Après deux ans d'instruction, le 29 janvier 2002, le juge Theil en charge de ces deux dossiers décida de les joindre. Seul le juge Thiel et sa hiérarchie connaissent les vraies raisons de cette jonction. La raison la plus évidente pour qu'il l'ait faite était qu'il n'avait objectivement pas d'éléments suffisants dans l'affaire de Quévert pour renvoyer qui que ce soit devant une cour d'assises.

«Le traumatisme causé en Bretagne par cet attentat servirait ainsi à freiner les soutiens aux militants poursuivis et surtout à les condamner plus lourdement au procès en y laissant planer l'ombre de Quévert.»

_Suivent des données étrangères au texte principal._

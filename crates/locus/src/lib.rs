//! Locus: locator resolution and self-correcting verification for generated
//! browser tests.
//!
//! Given the interactive elements discovered on a page, Locus ranks the ways
//! each element can be addressed, renders them as Playwright locator calls,
//! checks the calls embedded in generated test code against a live document,
//! and swaps failing calls for the element's next-best candidate.
//!
//! # Architecture
//!
//! ```text
//! ┌──────────────┐   ┌──────────────┐   ┌──────────────┐
//! │ ElementStore │──►│  Candidate   │──►│   Selector   │
//! │ (discovery)  │   │  Generator   │   │   Renderer   │
//! └──────────────┘   └──────────────┘   └──────┬───────┘
//!                                              │
//!       ┌──────────────┐   ┌──────────────┐    │
//!       │   Patcher    │◄──│   Resolver   │◄───┘
//!       │  (artifact)  │   │ (bounded     │
//!       └──────────────┘   │  passes)     │──► LiveVerifier ──► DocumentQuery
//!                          └──────────────┘      (Chromium / Snapshot / Mock)
//! ```
//!
//! # Example
//!
//! ```no_run
//! use locus::prelude::*;
//!
//! # async fn run() -> LocusResult<()> {
//! let store = ElementStore::from_path("elements.json")?;
//! let document = SnapshotDocument::new(store.clone());
//! let artifact = CodeArtifact::new("page.locator(\"#submit-btn\").click()\n")
//!     .with_reference("page.locator(\"#submit-btn\")", 0);
//!
//! let resolution = SelfCorrectingResolver::new(LiveVerifier::new(&document), &store)
//!     .resolve(&artifact)
//!     .await;
//! println!("{}", resolution.report.overall_status);
//! # Ok(())
//! # }
//! ```

#![warn(missing_docs)]

mod browser;
mod config;
mod driver;
mod element;
mod locator;
mod patcher;
mod resolver;
mod result;
mod selector;
mod snapshot;
mod syntax;
mod verifier;

pub use browser::{BrowserConfig, DEFAULT_QUERY_TIMEOUT};
#[cfg(feature = "browser")]
pub use browser::{ChromiumBrowser, ChromiumDocument};
pub use config::{ResolverConfig, DEFAULT_MAX_CORRECTIONS, ENV_HIDDEN_AS_SUCCESS, ENV_MAX_CORRECTIONS};
pub use driver::{DocumentQuery, MockDocument, LookupResponse, QueryError, QueryOutcome};
pub use element::{ElementDescriptor, ElementStore, Rect, DISCOVERY_SCRIPT, MAX_TEXT_CHARS};
pub use locator::{
    element_xpath, generate_candidates, select_best, xpath_literal, Confidence, LocatorCandidate,
    LocatorChoice, Strategy, FALLBACK_COUNT, MAX_TEXT_LOCATOR_CHARS,
};
pub use patcher::{apply, is_locator_call, nth_occurrence, patch, patch_at, PatchFailure, PatchOutcome};
pub use resolver::{
    next_candidate, suggest_corrections, CodeArtifact, CorrectionRecord, LocatorCheck,
    LocatorReference, OverallStatus, ReportReason, Resolution, ResolutionState,
    SelfCorrectingResolver, VerificationReport,
};
pub use result::{LocusError, LocusResult};
pub use selector::{
    code_for_selector, is_clickable_role, parse_code_literal, render, render_code, ParsedLocator,
    RenderedLocator, Selector, SelectorKind,
};
pub use snapshot::SnapshotDocument;
pub use syntax::{DelimiterCheck, NoSyntaxCheck, PythonSyntax, SyntaxCheck, SyntaxError};
pub use verifier::{CheckStatus, LiveVerifier, VerificationResult};

/// Common imports
pub mod prelude {
    #[cfg(feature = "browser")]
    pub use super::{ChromiumBrowser, ChromiumDocument};
    pub use super::{
        generate_candidates, render, render_code, select_best, suggest_corrections, BrowserConfig,
        CheckStatus, CodeArtifact, Confidence, CorrectionRecord, DocumentQuery,
        ElementDescriptor, ElementStore, LiveVerifier, LocatorCandidate, LocatorReference,
        LocusError, LocusResult, OverallStatus, PythonSyntax, Resolution, ResolverConfig, Selector,
        SelfCorrectingResolver, SnapshotDocument, Strategy, SyntaxCheck, VerificationReport,
    };
}
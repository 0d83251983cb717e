//! Command handlers
//!
//! One module per subcommand, each exposing an `execute_*` entry point plus
//! the pure helpers it is built from.

pub mod candidates;
pub mod check_syntax;
pub mod config;
pub mod verify;

pub use candidates::{element_candidates, execute_candidates, CandidateRow, ElementCandidates};
pub use check_syntax::execute_check_syntax;
pub use config::{execute_config, load_resolver_config};
pub use verify::{execute_verify, VerifyOutput};
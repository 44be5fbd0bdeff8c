pub mod csv_store;
pub mod sample;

Les débats et le verdict du procès (du 1er au 26 mars 2004) ont mis en évidence les soupçons de manipulations que nous avions décelés. Les magistrats–jurés ont prononcé un acquittement général en ce qui concerne Quévert mais aussi pour l'un des deux autres attentats de ce dossier joint, celui du Mac'Do de Pornic. L'accusation et le juge Thiel s'étaient appuyés sur l'attentat de Pornic et la tentative de Rennes pour étayer leur démonstration sur la culpabilité des quatre mis en examen pour une complicité dans l'attentat de Quévert. Pendant l'audience, donc publiquement devant les journalistes et les observateurs présents, le président de la Cour d'assises spéciale, le juge Verleene, avait fait part de ses doutes quant à la possibilité de connaître les auteurs de l'attentat meurtrier à l'issue de l'audience. Condamnés le 26 mars 2004 pour des faits avérés dans le premier dossier, les militants sont mis hors de cause dans le second.

«Le parquet général de Paris fait appel»

Avec l'appel du parquet général de Paris contre cet acquittement, les dossiers ont à nouveau été disjoints pour des raisons toutes aussi politiques que l'étaient celles de la jonction par le juge Thiel. La solution trouvée par le parquet général de renvoyer trois personnes devant une cour d'appel spéciale composée de deux magistrats-jurés supplémentaires et d'un nouveau président pour connaître la vérité est illusoire.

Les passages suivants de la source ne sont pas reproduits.